Dogs Watching TV & Film: Or Why There is No Canine Roger Ebert
August 28, 2009
Alexandra Horowitz, assistant professor of psychology at Barnard College has written a new book, Inside of a Dog: What Dogs, See, Smell & Know and was interviewed by BARk magazine. Here she explains why dogs could not see broadcast TV:
“It has to do with how we process light. specialized cells in the eyes of mammals translate light waves into neural activity by changing the pigment in the cells. In the milliseconds that the pigment is changing, the cell can’t receive any more light. This leads to what is called the ‘flicker-fusion’ rate: essentially, the number of snapshots of the world that the eyes can process each second. Our flicker-fusion rate is about 60 images per second.

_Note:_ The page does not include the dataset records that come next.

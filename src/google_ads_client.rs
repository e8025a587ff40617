use crate::adapters::{ClientError, ConversionClient, PlatformResponse, ResponseVerdict};
use crate::config::GoogleAdsConfig;
use crate::errors::AppError;
use crate::google_ads_models::{
    ClickConversion, UploadClickConversionsRequest, UploadClickConversionsResponse,
};
use crate::models::{Lead, PlatformName, TargetStatus};
use async_trait::async_trait;
use chrono::Utc;
use std::time::Duration;

/// Uploads offline click conversions to Google Ads.
#[derive(Clone)]
pub struct GoogleAdsClient {
    client: reqwest::Client,
    config: GoogleAdsConfig,
}

impl GoogleAdsClient {
    /// Creates a new `GoogleAdsClient`.
    ///
    /// # Arguments
    ///
    /// * `config` - Google Ads credentials and conversion actions.
    /// * `timeout` - Upper bound for one upload.
    pub fn new(config: GoogleAdsConfig, timeout: Duration) -> Result<Self, AppError> {
        let client = reqwest::Client::builder()
            .timeout(timeout)
            .build()
            .map_err(|e| {
                AppError::ExternalApiError(format!("Failed to create Google Ads client: {}", e))
            })?;

        Ok(Self { client, config })
    }

    fn build_request(
        &self,
        lead: &Lead,
        conversion_action: &str,
    ) -> Option<UploadClickConversionsRequest> {
        let gclid = lead.gclid.as_deref().filter(|g| !g.trim().is_empty())?;

        Some(UploadClickConversionsRequest {
            conversions: vec![ClickConversion {
                gclid: gclid.to_string(),
                conversion_action: conversion_action.to_string(),
                conversion_date_time: Utc::now().format("%Y-%m-%d %H:%M:%S+00:00").to_string(),
                conversion_value: lead.deal_value,
                currency_code: lead.deal_value.map(|_| {
                    lead.currency.clone().unwrap_or_else(|| "USD".to_string())
                }),
                order_id: Some(lead.id.to_string()),
            }],
            partial_failure: true,
            validate_only: false,
        })
    }
}

#[async_trait]
impl ConversionClient for GoogleAdsClient {
    fn platform(&self) -> PlatformName {
        PlatformName::GoogleAds
    }

    async fn submit_conversion(
        &self,
        lead: &Lead,
        status: TargetStatus,
    ) -> Result<PlatformResponse, ClientError> {
        let Some(conversion_action) = self.config.conversion_actions.get(&status) else {
            tracing::info!("No Google Ads conversion action configured for '{}'", status);
            return Err(ClientError::NotConfigured);
        };
        let Some(body) = self.build_request(lead, conversion_action) else {
            return Err(ClientError::NotConfigured);
        };

        let url = format!(
            "{}/customers/{}:uploadClickConversions",
            self.config.api_base_url, self.config.customer_id
        );
        tracing::info!("Uploading Google Ads conversion for lead {}", lead.id);

        let mut request = self
            .client
            .post(&url)
            .bearer_auth(&self.config.access_token)
            .header("developer-token", &self.config.developer_token)
            .json(&body);
        if let Some(login_id) = &self.config.login_customer_id {
            request = request.header("login-customer-id", login_id);
        }

        let response = request.send().await?;
        PlatformResponse::from_reqwest(response).await
    }

    fn inspect_body(&self, body: &[u8]) -> Option<ResponseVerdict> {
        let parsed: UploadClickConversionsResponse = serde_json::from_slice(body).ok()?;
        let errors = parsed.business_errors();
        if errors.is_empty() {
            Some(ResponseVerdict::Accepted)
        } else {
            Some(ResponseVerdict::Rejected(errors))
        }
    }
}

#[cfg(test)]
mod tests {
    use super::*;
    use std::collections::HashMap;

    fn client() -> GoogleAdsClient {
        GoogleAdsClient::new(
            GoogleAdsConfig {
                api_base_url: "https://example.com".to_string(),
                developer_token: "dev".to_string(),
                customer_id: "1234567890".to_string(),
                login_customer_id: None,
                access_token: "token".to_string(),
                conversion_actions: HashMap::new(),
            },
            Duration::from_secs(5),
        )
        .unwrap()
    }

    #[test]
    fn test_empty_body_is_unexpected_format() {
        assert_eq!(client().inspect_body(b""), None);
    }

    #[test]
    fn test_success_body_is_accepted() {
        assert_eq!(
            client().inspect_body(br#"{"results": [{"gclid": "x"}]}"#),
            Some(ResponseVerdict::Accepted)
        );
    }

    #[tokio::test]
    async fn test_missing_conversion_action_is_not_configured() {
        let lead = Lead {
            id: uuid::Uuid::new_v4(),
            org_id: uuid::Uuid::new_v4(),
            name: "Test".to_string(),
            email: None,
            phone: None,
            stage_id: None,
            gclid: Some("gclid".to_string()),
            fbclid: None,
            msclkid: None,
            deal_value: None,
            currency: None,
        };

        let result = client().submit_conversion(&lead, TargetStatus::Won).await;
        assert_eq!(result, Err(ClientError::NotConfigured));
    }
}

The images on old TVs and film is really a sequence of still shots sent quickly enough to fool our eyes into seeing a continuous stream. Given our flicker-fusion rate, the films needs to be only slightly faster than 60 still images a second to trick our eyes into seeing motion. Dogs, though, have a faster flicker-fusion rate—about 70 or 80 stills per second. When watching film, they can actually detect the individual frames as well as the dark spaces between them. With the recent conversion to entirely digital television broadcasts, thought, the flicker-fusion rate is no longer relevant, since digital TV works differently. So dogs can, in theory, watch TV—though it is still not very olfactorily interesting!”